> [Data records]:
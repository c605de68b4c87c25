//! Version Ledger: one cumulative tree snapshot per assistant turn.
//!
//! Each `advance` extracts blocks from a turn, builds a partial tree and merges
//! it over the newest snapshot. Turns that carry no artifacts still consume a
//! turn number, so ids and labels track conversation position rather than
//! the count of versions.

use std::fs;
use std::path::Path;

use chrono::{DateTime, Utc};
use serde::{Deserialize, Serialize};
use tracing::{debug, info};

use crate::error::{QuillError, QuillResult};
use crate::extract::BlockExtractor;
use crate::merge::merge_trees;
use crate::outline::{parse_outline, OutlineNode};
use crate::tree::{collect_files, find_file, find_file_mut, ArtifactNode, TreeBuilder};

pub const DEFAULT_LABEL_PREFIX: &str = "Version";

#[derive(Debug, Clone, PartialEq, Eq, Serialize, Deserialize)]
pub struct Version {
    /// `v<turn>-<epoch_ms>`
    pub id: String,
    pub label: String,
    pub ordinal: u64,
    pub tree: Vec<ArtifactNode>,
    pub created_at: DateTime<Utc>,
}

#[derive(Debug, Clone, Serialize, Deserialize)]
pub struct VersionLedger {
    versions: Vec<Version>,
    selected: Option<String>,
    turns: u64,
    #[serde(default)]
    outline: Vec<OutlineNode>,
    #[serde(default = "default_label_prefix")]
    label_prefix: String,
}

fn default_label_prefix() -> String {
    DEFAULT_LABEL_PREFIX.to_string()
}

impl Default for VersionLedger {
    fn default() -> Self {
        Self::new()
    }
}

impl VersionLedger {
    pub fn new() -> Self {
        Self::with_label_prefix(DEFAULT_LABEL_PREFIX)
    }

    pub fn with_label_prefix(prefix: impl Into<String>) -> Self {
        Self {
            versions: Vec::new(),
            selected: None,
            turns: 0,
            outline: Vec::new(),
            label_prefix: prefix.into(),
        }
    }

    /// Fold one assistant turn in, stamped with the current time.
    pub fn advance(&mut self, text: &str) -> Option<&Version> {
        self.advance_at(text, Utc::now())
    }

    /// Fold one assistant turn in. Returns the new Version, or `None` when the
    /// turn produced no artifacts (the turn counter still moves).
    pub fn advance_at(&mut self, text: &str, at: DateTime<Utc>) -> Option<&Version> {
        self.turns += 1;
        let turn = self.turns;

        let outline = parse_outline(text);
        if !outline.is_empty() {
            self.outline = outline;
        }

        let candidate = TreeBuilder::build(BlockExtractor::extract(text));
        if candidate.is_empty() {
            debug!(target: "quill::ledger", turn, "Turn produced no artifacts");
            return None;
        }

        let base = self.versions.last().map(|v| v.tree.as_slice()).unwrap_or(&[]);
        let tree = merge_trees(base, &candidate);
        let version = Version {
            id: format!("v{}-{}", turn, at.timestamp_millis()),
            label: format!("{} {}", self.label_prefix, turn),
            ordinal: turn,
            tree,
            created_at: at,
        };
        info!(target: "quill::ledger", id = %version.id, files = collect_files(&version.tree).len(), "Recorded version");
        self.selected = Some(version.id.clone());
        self.versions.push(version);
        self.versions.last()
    }

    /// Select a version by id. Unknown ids leave the selection unchanged.
    pub fn select(&mut self, id: &str) -> bool {
        if self.versions.iter().any(|v| v.id == id) {
            self.selected = Some(id.to_string());
            true
        } else {
            debug!(target: "quill::ledger", id, "Ignoring selection of unknown version");
            false
        }
    }

    /// Selected version, falling back to the newest.
    pub fn current(&self) -> Option<&Version> {
        self.current_index().map(|i| &self.versions[i])
    }

    fn current_index(&self) -> Option<usize> {
        self.selected
            .as_deref()
            .and_then(|id| self.versions.iter().position(|v| v.id == id))
            .or_else(|| self.versions.len().checked_sub(1))
    }

    pub fn selected_id(&self) -> Option<&str> {
        self.current().map(|v| v.id.as_str())
    }

    pub fn versions(&self) -> &[Version] {
        &self.versions
    }

    pub fn version(&self, id: &str) -> Option<&Version> {
        self.versions.iter().find(|v| v.id == id)
    }

    pub fn len(&self) -> usize {
        self.versions.len()
    }

    pub fn is_empty(&self) -> bool {
        self.versions.is_empty()
    }

    /// Advance calls seen so far, including those that produced nothing.
    pub fn turns(&self) -> u64 {
        self.turns
    }

    /// Most recent non-empty project outline seen in any turn.
    pub fn outline(&self) -> &[OutlineNode] {
        &self.outline
    }

    /// Replace a file's text inside the selected version. Not a new version.
    pub fn edit_file(&mut self, name: &str, text: impl Into<String>) -> QuillResult<()> {
        let index = self.current_index().ok_or(QuillError::NoVersions)?;
        let version = &mut self.versions[index];
        match find_file_mut(&mut version.tree, name) {
            Some(ArtifactNode::File { text: slot, .. }) => {
                *slot = text.into();
                debug!(target: "quill::ledger", id = %version.id, name, "Edited file in place");
                Ok(())
            }
            _ => Err(QuillError::FileNotFound(name.to_string())),
        }
    }

    /// File nodes of the selected version, depth-first.
    pub fn files(&self) -> Vec<&ArtifactNode> {
        self.current().map(|v| collect_files(&v.tree)).unwrap_or_default()
    }

    pub fn find_file(&self, name: &str) -> Option<&ArtifactNode> {
        self.current().and_then(|v| find_file(&v.tree, name))
    }

    // -------------------------------------------------------------------------
    // Snapshot persistence
    // -------------------------------------------------------------------------

    pub fn save_to_path(&self, path: &Path) -> QuillResult<()> {
        let content = serde_json::to_string_pretty(self)?;
        if let Some(parent) = path.parent() {
            if !parent.as_os_str().is_empty() {
                fs::create_dir_all(parent)?;
            }
        }
        fs::write(path, content)?;
        info!(target: "quill::ledger", path = %path.display(), versions = self.versions.len(), "Saved ledger snapshot");
        Ok(())
    }

    pub fn load_from_path(path: &Path) -> QuillResult<Self> {
        let content = fs::read_to_string(path)?;
        let ledger: VersionLedger = serde_json::from_str(&content)?;
        debug!(target: "quill::ledger", path = %path.display(), versions = ledger.versions.len(), "Loaded ledger snapshot");
        Ok(ledger)
    }

    /// Load when the snapshot exists, otherwise start empty.
    pub fn load_or_default(path: &Path, label_prefix: &str) -> QuillResult<Self> {
        if path.exists() {
            Self::load_from_path(path)
        } else {
            Ok(Self::with_label_prefix(label_prefix))
        }
    }
}

#[cfg(test)]
mod tests {
    use super::*;
    use chrono::TimeZone;

    fn at(ms: i64) -> DateTime<Utc> {
        Utc.timestamp_millis_opt(ms).single().unwrap()
    }

    #[test]
    fn empty_turn_consumes_ordinal_only() {
        let mut ledger = VersionLedger::new();
        assert!(ledger.advance_at("just chatting", at(1)).is_none());
        assert!(ledger.is_empty());

        let v = ledger
            .advance_at("```md a.md\nhi\n```", at(2_000))
            .unwrap()
            .clone();
        assert_eq!(v.id, "v2-2000");
        assert_eq!(v.label, "Version 2");
        assert_eq!(ledger.turns(), 2);
    }

    #[test]
    fn identical_content_gets_distinct_ids() {
        let mut ledger = VersionLedger::new();
        let text = "```md a.md\nsame\n```";
        let first = ledger.advance_at(text, at(5)).unwrap().id.clone();
        let second = ledger.advance_at(text, at(5)).unwrap().id.clone();
        assert_ne!(first, second);
    }

    #[test]
    fn selection_follows_new_versions_and_ignores_unknown_ids() {
        let mut ledger = VersionLedger::new();
        let first = ledger.advance_at("```md a.md\n1\n```", at(1)).unwrap().id.clone();
        let second = ledger.advance_at("```md a.md\n2\n```", at(2)).unwrap().id.clone();
        assert_eq!(ledger.selected_id(), Some(second.as_str()));

        assert!(ledger.select(&first));
        assert!(!ledger.select("v99-0"));
        assert_eq!(ledger.selected_id(), Some(first.as_str()));
        assert_eq!(ledger.find_file("a.md").and_then(ArtifactNode::text), Some("1"));
    }

    #[test]
    fn edit_file_changes_selected_version_only() {
        let mut ledger = VersionLedger::new();
        ledger.advance_at("```md a.md\n1\n```", at(1));
        let first = ledger.versions()[0].id.clone();
        ledger.advance_at("```md b.md\n2\n```", at(2));
        ledger.select(&first);

        ledger.edit_file("a.md", "edited").unwrap();
        assert_eq!(ledger.versions()[0].tree[0].text(), Some("edited"));
        assert_eq!(ledger.versions()[1].tree[0].text(), Some("1"));
        assert_eq!(ledger.len(), 2);

        assert!(matches!(
            ledger.edit_file("missing.md", "x"),
            Err(QuillError::FileNotFound(_))
        ));
        assert!(matches!(
            VersionLedger::new().edit_file("a.md", "x"),
            Err(QuillError::NoVersions)
        ));
    }

    #[test]
    fn outline_is_remembered_across_turns() {
        let mut ledger = VersionLedger::new();
        ledger.advance_at("```txt\napp/\n└── main.ts\n```", at(1));
        ledger.advance_at("no outline this time", at(2));
        assert_eq!(ledger.outline()[0].name, "app");
    }

    #[test]
    fn custom_label_prefix() {
        let mut ledger = VersionLedger::with_label_prefix("Draft");
        let v = ledger.advance_at("```md a.md\nx\n```", at(1)).unwrap();
        assert_eq!(v.label, "Draft 1");
    }
}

> [What you are asked to do]: Report how many lines of the listing hold the word "BlockExtractor", with nothing but the number.

> [Exercise result]: 2